The Proposal provides two pathways for importing drug products:
Pathway 1: States, wholesalers or pharmacists would submit demonstration plans outlining how they would import Health-Canada approved drugs that are in compliance with Section 505 of the FD&C Act. They would be required to certify that the importation of Canadian drugs poses no additional risk to the U.S. public health or safety and would result in significant cost reductions for covered products.   

This pathway restricts the types of drugs that may be imported from Canada, as the drugs must already be approved by FDA and must be made with active pharmaceutical ingredients (API) manufactured at facilities that also produce API for FDA-approved versions of the drugs. In addition, the imported drugs cannot be controlled substances, biological products, infused drugs, intravenously injected drugs, drugs inhaled during surgery, certain parenteral drugs, or any drugs subject to an FDA-mandated risk evaluation and mitigation strategy (REMS). 

This pathway is subject to federal rulemaking, and HHS and FDA will first need to publish a Notice of Proposed Rulemaking to authorize importation from Canada under Sections 804(b)-(h) of the Food, Drug, and Cosmetic Act (FDCA) (21 U.S.C. § 384(b)-(h)).  The Notice of Proposed Rulemaking will seek comments on how states, wholesalers, and pharmacists will be able to demonstrate that the drug importation programs will result in significant cost reductions for the covered drug product.  

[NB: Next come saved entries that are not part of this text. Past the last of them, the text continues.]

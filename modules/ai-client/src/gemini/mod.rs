mod client;
pub(crate) mod types;

use anyhow::Result as AnyResult;
use async_trait::async_trait;

use crate::error::{AiError, Result};
use crate::traits::TextGenerator;
use crate::util::truncate_to_char_boundary;
use client::GeminiClient;
use types::GenerateRequest;

pub const DEFAULT_MODEL: &str = "gemini-2.0-flash";

// =============================================================================
// Gemini Agent
// =============================================================================

#[derive(Clone)]
pub struct Gemini {
    api_key: String,
    pub(crate) model: String,
    base_url: Option<String>,
}

impl Gemini {
    pub fn new(api_key: impl Into<String>, model: impl Into<String>) -> Self {
        Self {
            api_key: api_key.into(),
            model: model.into(),
            base_url: None,
        }
    }

    pub fn from_env(model: impl Into<String>) -> Result<Self> {
        let api_key = std::env::var("GEMINI_API_KEY")
            .map_err(|_| AiError::Config("GEMINI_API_KEY environment variable not set".into()))?;
        Ok(Self::new(api_key, model))
    }

    pub fn with_base_url(mut self, url: impl Into<String>) -> Self {
        self.base_url = Some(url.into());
        self
    }

    pub fn model(&self) -> &str {
        &self.model
    }

    pub fn api_key(&self) -> &str {
        &self.api_key
    }

    pub(crate) fn client(&self) -> GeminiClient {
        let client = GeminiClient::new(&self.api_key);
        if let Some(ref url) = self.base_url {
            client.with_base_url(url)
        } else {
            client
        }
    }

    /// Send a single user prompt and return the generated text.
    pub async fn complete(&self, prompt: &str) -> Result<String> {
        let request = GenerateRequest::prompt(prompt);
        let response = self.client().generate_content(&self.model, &request).await?;

        let text = response.text().ok_or(AiError::EmptyResponse)?;
        tracing::debug!(
            model = %self.model,
            preview = truncate_to_char_boundary(text, 120),
            "Gemini response"
        );
        Ok(text.to_string())
    }
}

impl std::fmt::Debug for Gemini {
    fn fmt(&self, f: &mut std::fmt::Formatter<'_>) -> std::fmt::Result {
        f.debug_struct("Gemini")
            .field("model", &self.model)
            .field("base_url", &self.base_url)
            .finish_non_exhaustive()
    }
}

#[async_trait]
impl TextGenerator for Gemini {
    async fn generate(&self, prompt: &str) -> AnyResult<String> {
        Ok(self.complete(prompt).await?)
    }
}

#[cfg(test)]
mod tests {
    use super::*;

    #[test]
    fn test_gemini_new() {
        let ai = Gemini::new("AIza-test", DEFAULT_MODEL);
        assert_eq!(ai.model, "gemini-2.0-flash");
        assert_eq!(ai.api_key, "AIza-test");
    }

    #[test]
    fn test_gemini_with_base_url() {
        let ai = Gemini::new("AIza-test", DEFAULT_MODEL).with_base_url("http://127.0.0.1:9");
        assert_eq!(ai.base_url, Some("http://127.0.0.1:9".to_string()));
    }

    #[test]
    fn test_debug_hides_api_key() {
        let ai = Gemini::new("AIza-secret", DEFAULT_MODEL);
        assert!(!format!("{ai:?}").contains("AIza-secret"));
    }

    #[tokio::test]
    async fn test_unreachable_endpoint_is_network_error() {
        let ai = Gemini::new("AIza-test", DEFAULT_MODEL).with_base_url("http://127.0.0.1:9");
        let err = ai.complete("hello").await.unwrap_err();
        assert!(matches!(err, AiError::Network(_)));
    }
}
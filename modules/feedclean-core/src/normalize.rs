// Author name and headline cleanup.
//
// Feed markup repeats the same visible string in several nested spans (one
// for sighted users, one for screen readers), so raw text often comes out
// doubled and decorated with connection degree, timestamps and badges.
// Both cleanups are ordered rule lists so each step can be tested alone.

use regex::Regex;
use std::sync::LazyLock;

static BULLET_TAIL_RE: LazyLock<Regex> = LazyLock::new(|| Regex::new(r"\s*•.*$").unwrap());
static DEGREE_TAIL_RE: LazyLock<Regex> =
    LazyLock::new(|| Regex::new(r"\s+\d+(st|nd|rd|th)\b.*").unwrap());
static MULTI_SPACE_RE: LazyLock<Regex> = LazyLock::new(|| Regex::new(r"\s{2,}").unwrap());
static BULLETS_RE: LazyLock<Regex> = LazyLock::new(|| Regex::new(r"[·•]+").unwrap());
static SEGMENT_SPLIT_RE: LazyLock<Regex> =
    LazyLock::new(|| Regex::new(r"\s*[•·|\-–—]+\s").unwrap());
static DEGREE_RE: LazyLock<Regex> =
    LazyLock::new(|| Regex::new(r"(?i)\b\d+(st|nd|rd|th)\b").unwrap());
static META_RE: LazyLock<Regex> = LazyLock::new(|| {
    Regex::new(
        r"(?i)(\b\d+\s*(h|hour|hours|d|day|days|w|week|weeks|mo|month|months|y|year|years)\b|edited|visible to anyone|followers|connections)",
    )
    .unwrap()
});
static GENERIC_TAG_RE: LazyLock<Regex> = LazyLock::new(|| {
    Regex::new(r"(?i)(^|\b)(premium|influencer|opentowork|open to work)($|\b)").unwrap()
});

pub const MAX_ROLE_CHARS: usize = 160;
pub const ELLIPSIS: char = '…';

/// One step of a cleanup pipeline: `apply` runs only when `applies` holds.
#[derive(Clone, Copy)]
pub struct Rule {
    pub name: &'static str,
    pub applies: fn(&str) -> bool,
    pub apply: fn(&str) -> String,
}

impl Rule {
    pub fn run(&self, input: &str) -> String {
        if (self.applies)(input) {
            (self.apply)(input)
        } else {
            input.to_string()
        }
    }
}

impl std::fmt::Debug for Rule {
    fn fmt(&self, f: &mut std::fmt::Formatter<'_>) -> std::fmt::Result {
        f.debug_struct("Rule").field("name", &self.name).finish()
    }
}

pub fn run_rules(rules: &[Rule], input: &str) -> String {
    rules
        .iter()
        .fold(input.to_string(), |acc, rule| rule.run(&acc))
}

// --- shared helpers ---

/// Collapse every whitespace run to a single space and trim.
pub fn collapse_whitespace(s: &str) -> String {
    s.split_whitespace().collect::<Vec<_>>().join(" ")
}

/// "AB AB" → "AB" when the string is two identical halves (the odd middle
/// character, usually the joining space, is ignored).
pub fn collapse_duplicate(text: &str) -> String {
    let chars: Vec<char> = text.chars().collect();
    let mid = chars.len() / 2;
    let first = &chars[..mid];
    let second = &chars[if chars.len() % 2 == 0 { mid } else { mid + 1 }..];
    if first == second {
        first.iter().collect::<String>().trim().to_string()
    } else {
        text.to_string()
    }
}

/// Truncate to `max` characters, appending an ellipsis when anything was cut.
pub fn truncate_chars(s: &str, max: usize) -> String {
    if s.chars().count() <= max {
        return s.to_string();
    }
    let mut out: String = s.chars().take(max).collect();
    out.push(ELLIPSIS);
    out
}

// --- name rules ---

fn always(_: &str) -> bool {
    true
}

fn trim(s: &str) -> String {
    s.trim().to_string()
}

fn has_bullet(s: &str) -> bool {
    s.contains('•')
}

fn strip_bullet_tail(s: &str) -> String {
    BULLET_TAIL_RE.replace(s, "").into_owned()
}

fn has_degree_tail(s: &str) -> bool {
    DEGREE_TAIL_RE.is_match(s)
}

fn strip_degree_tail(s: &str) -> String {
    DEGREE_TAIL_RE.replace(s, "").into_owned()
}

fn squeeze_spaces(s: &str) -> String {
    MULTI_SPACE_RE.replace_all(s, " ").trim().to_string()
}

fn has_repeated_tokens(s: &str) -> bool {
    let tokens: Vec<&str> = s.split_whitespace().collect();
    let half = tokens.len() / 2;
    !tokens.is_empty() && tokens.len() % 2 == 0 && tokens[..half] == tokens[half..]
}

fn keep_first_token_half(s: &str) -> String {
    let tokens: Vec<&str> = s.split_whitespace().collect();
    tokens[..tokens.len() / 2].join(" ")
}

fn compact(s: &str) -> Vec<char> {
    s.chars().filter(|c| !c.is_whitespace()).collect()
}

fn is_self_concatenated(s: &str) -> bool {
    let chars = compact(s);
    let half = chars.len() / 2;
    !chars.is_empty() && chars.len() % 2 == 0 && chars[..half] == chars[half..]
}

/// Keep the first half of the non-whitespace characters, preserving the
/// spacing the original string had within that half.
fn keep_first_char_half(s: &str) -> String {
    let mut remaining = compact(s).len() / 2;
    let mut out = String::new();
    for c in s.chars() {
        if remaining == 0 {
            break;
        }
        if !c.is_whitespace() {
            remaining -= 1;
        }
        out.push(c);
    }
    out.trim().to_string()
}

fn has_repeated_halves(s: &str) -> bool {
    has_repeated_tokens(s) || is_self_concatenated(s)
}

/// Token halves win outright. A self-concatenated string keeps the first half
/// of its tokens when that half spells the first half of the characters, and
/// falls back to counting characters otherwise.
fn keep_first_half(s: &str) -> String {
    if has_repeated_tokens(s) {
        return keep_first_token_half(s);
    }
    if s.split_whitespace().count() % 2 == 0 {
        let rebuilt = keep_first_token_half(s);
        let chars = compact(s);
        if compact(&rebuilt)[..] == chars[..chars.len() / 2] {
            return rebuilt;
        }
    }
    keep_first_char_half(s)
}

pub const NAME_RULES: &[Rule] = &[
    Rule {
        name: "trim",
        applies: always,
        apply: trim,
    },
    Rule {
        name: "bullet-tail",
        applies: has_bullet,
        apply: strip_bullet_tail,
    },
    Rule {
        name: "connection-degree",
        applies: has_degree_tail,
        apply: strip_degree_tail,
    },
    Rule {
        name: "squeeze-spaces",
        applies: always,
        apply: squeeze_spaces,
    },
    Rule {
        name: "repeated-halves",
        applies: has_repeated_halves,
        apply: keep_first_half,
    },
    Rule {
        name: "trim",
        applies: always,
        apply: trim,
    },
];

pub fn normalize_name(raw: &str) -> String {
    run_rules(NAME_RULES, raw)
}

// --- role rules ---

/// Drops a headline segment that is not really part of the author's role.
#[derive(Clone, Copy)]
pub struct SegmentFilter {
    pub name: &'static str,
    pub drops: fn(segment: &str, author: &str) -> bool,
}

impl std::fmt::Debug for SegmentFilter {
    fn fmt(&self, f: &mut std::fmt::Formatter<'_>) -> std::fmt::Result {
        f.debug_struct("SegmentFilter").field("name", &self.name).finish()
    }
}

fn mentions_author(segment: &str, author: &str) -> bool {
    !author.is_empty() && segment.to_lowercase().contains(&author.to_lowercase())
}

fn is_connection_degree(segment: &str, _: &str) -> bool {
    DEGREE_RE.is_match(segment)
}

fn is_post_metadata(segment: &str, _: &str) -> bool {
    META_RE.is_match(segment)
}

fn is_generic_tag(segment: &str, _: &str) -> bool {
    GENERIC_TAG_RE.is_match(segment)
}

pub const ROLE_SEGMENT_FILTERS: &[SegmentFilter] = &[
    SegmentFilter {
        name: "author-name",
        drops: mentions_author,
    },
    SegmentFilter {
        name: "connection-degree",
        drops: is_connection_degree,
    },
    SegmentFilter {
        name: "post-metadata",
        drops: is_post_metadata,
    },
    SegmentFilter {
        name: "generic-tag",
        drops: is_generic_tag,
    },
];

fn normalize_bullets(s: &str) -> String {
    let squeezed = MULTI_SPACE_RE.replace_all(s.trim(), " ");
    BULLETS_RE.replace_all(&squeezed, " • ").trim().to_string()
}

/// Split on bullet/pipe/dash separators, then on sentence boundaries
/// (a period followed by whitespace or an uppercase letter).
pub fn role_segments(s: &str) -> Vec<String> {
    let mut segments = Vec::new();
    for piece in SEGMENT_SPLIT_RE.split(s) {
        let mut start = 0;
        let mut chars = piece.char_indices().peekable();
        while let Some((i, c)) = chars.next() {
            let boundary = c == '.'
                && chars
                    .peek()
                    .is_some_and(|&(_, next)| next.is_whitespace() || next.is_ascii_uppercase());
            if boundary {
                segments.push(piece[start..i].to_string());
                start = i + c.len_utf8();
            }
        }
        segments.push(piece[start..].to_string());
    }
    segments
        .into_iter()
        .map(|s| s.trim().to_string())
        .filter(|s| !s.is_empty())
        .collect()
}

pub fn normalize_role(raw: &str, author: &str) -> String {
    let normalized = normalize_bullets(raw);
    if normalized.is_empty() {
        return String::new();
    }

    let mut seen: Vec<String> = Vec::new();
    let mut kept: Vec<String> = Vec::new();
    for segment in role_segments(&normalized) {
        if ROLE_SEGMENT_FILTERS
            .iter()
            .any(|f| (f.drops)(&segment, author))
        {
            continue;
        }
        let segment = collapse_duplicate(&squeeze_spaces(&segment));
        if segment.is_empty() {
            continue;
        }
        let key = segment.to_lowercase();
        if seen.contains(&key) {
            continue;
        }
        seen.push(key);
        kept.push(segment);
    }

    truncate_chars(&kept.join(", "), MAX_ROLE_CHARS)
}

#[cfg(test)]
mod tests {
    use super::*;

    #[test]
    fn test_repeated_name_tokens_collapse() {
        assert_eq!(normalize_name("John Doe John Doe"), "John Doe");
    }

    #[test]
    fn test_bullet_and_degree_removed() {
        assert_eq!(normalize_name("Jane Smith • 2nd"), "Jane Smith");
        assert_eq!(normalize_name("  Jane Smith 3rd+ degree connection"), "Jane Smith");
    }

    #[test]
    fn test_self_concatenated_name_keeps_spacing() {
        assert_eq!(normalize_name("John DoeJohn Doe"), "John Doe");
        assert_eq!(normalize_name("JohnDoeJohnDoe"), "JohnDoe");
        assert_eq!(normalize_name("Mary AnnMary Ann"), "Mary Ann");
    }

    #[test]
    fn test_repeated_halves_collapse_once() {
        // The token halves are taken as the name; they are not collapsed again.
        assert_eq!(normalize_name("Bo Bo Bo Bo"), "Bo Bo");
        assert_eq!(normalize_name("Ja ne Ja ne"), "Ja ne");
    }

    #[test]
    fn test_plain_name_untouched() {
        assert_eq!(normalize_name("Ada   Lovelace"), "Ada Lovelace");
        assert_eq!(normalize_name(""), "");
    }

    #[test]
    fn test_each_name_rule_in_isolation() {
        let rule = |name: &str| {
            *NAME_RULES
                .iter()
                .find(|r| r.name == name)
                .expect("rule exists")
        };
        assert_eq!(rule("bullet-tail").run("Jane • Follow"), "Jane");
        assert_eq!(rule("bullet-tail").run("Jane"), "Jane");
        assert_eq!(rule("connection-degree").run("Jane 1st"), "Jane");
        assert_eq!(rule("repeated-halves").run("A B C"), "A B C");
        assert_eq!(rule("repeated-halves").run("Bo Bo"), "Bo");
        assert_eq!(rule("repeated-halves").run("Ab cA b c"), "Ab c");
    }

    #[test]
    fn test_role_duplicates_and_degree_removed() {
        assert_eq!(normalize_role("Engineer • Engineer • 3rd", "Jane"), "Engineer");
    }

    #[test]
    fn test_role_drops_metadata_and_author() {
        let raw = "Staff Engineer at Acme | Rust · Jane Smith · 3rd+ · 2d · Edited · Visible to anyone";
        assert_eq!(normalize_role(raw, "Jane Smith"), "Staff Engineer at Acme, Rust");
    }

    #[test]
    fn test_role_drops_generic_tags_and_reach() {
        let raw = "Premium • Founder @ Tiny Co • 12,400 followers";
        assert_eq!(normalize_role(raw, ""), "Founder @ Tiny Co");
        assert_eq!(normalize_role("#OpenToWork - Data Analyst", ""), "Data Analyst");
    }

    #[test]
    fn test_role_doubled_segment_collapses() {
        assert_eq!(
            normalize_role("Product Designer Product Designer", ""),
            "Product Designer"
        );
    }

    #[test]
    fn test_role_case_insensitive_dedup_keeps_first() {
        assert_eq!(normalize_role("CTO | cto | Advisor", ""), "CTO, Advisor");
    }

    #[test]
    fn test_role_sentence_split() {
        assert_eq!(
            role_segments("Building tools.Helping teams. Speaker"),
            vec!["Building tools", "Helping teams", "Speaker"]
        );
        assert_eq!(role_segments("Ph.d candidate"), vec!["Ph.d candidate"]);
    }

    #[test]
    fn test_role_hyphenated_words_survive() {
        assert_eq!(normalize_role("Co-founder - Acme", ""), "Co-founder, Acme");
    }

    #[test]
    fn test_role_truncated_with_ellipsis() {
        let raw = (0..60)
            .map(|i| format!("word{i}"))
            .collect::<Vec<_>>()
            .join(" ");
        let role = normalize_role(&raw, "");
        assert_eq!(role.chars().count(), MAX_ROLE_CHARS + 1);
        assert!(role.ends_with(ELLIPSIS));
    }

    #[test]
    fn test_collapse_duplicate_odd_length() {
        assert_eq!(collapse_duplicate("Engineer Engineer"), "Engineer");
        assert_eq!(collapse_duplicate("Engineer"), "Engineer");
    }
}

Pathway 2: Manufacturers would be able to import into the U.S. similar versions of FDA-approved drugs that they sell in foreign countries. The manufacturer will need to demonstrate that the foreign version of the drug is identical to the version sold in the U.S., and will be permitted to label the foreign version for sale in the U.S. under a different NDC number. 

The Proposal suggests that FDA would authorize manufacturers to utilize this importation pathway through Section 801(d) of the FDCA (21 U.S.C. § 381(d)) and subject to additional guidance from the agency.

Public Comments

The Proposal indicates that HHS may seek comments on whether manufacturers would seek to lower costs under Pathway 2, what additional elements might be important to include, and whether this pathway could more effectively be implemented by using authority under section 804. If HHS believes that costs can be lowered significantly through this pathway, there may be reduced need for the demonstration projects outlined in Pathway 1.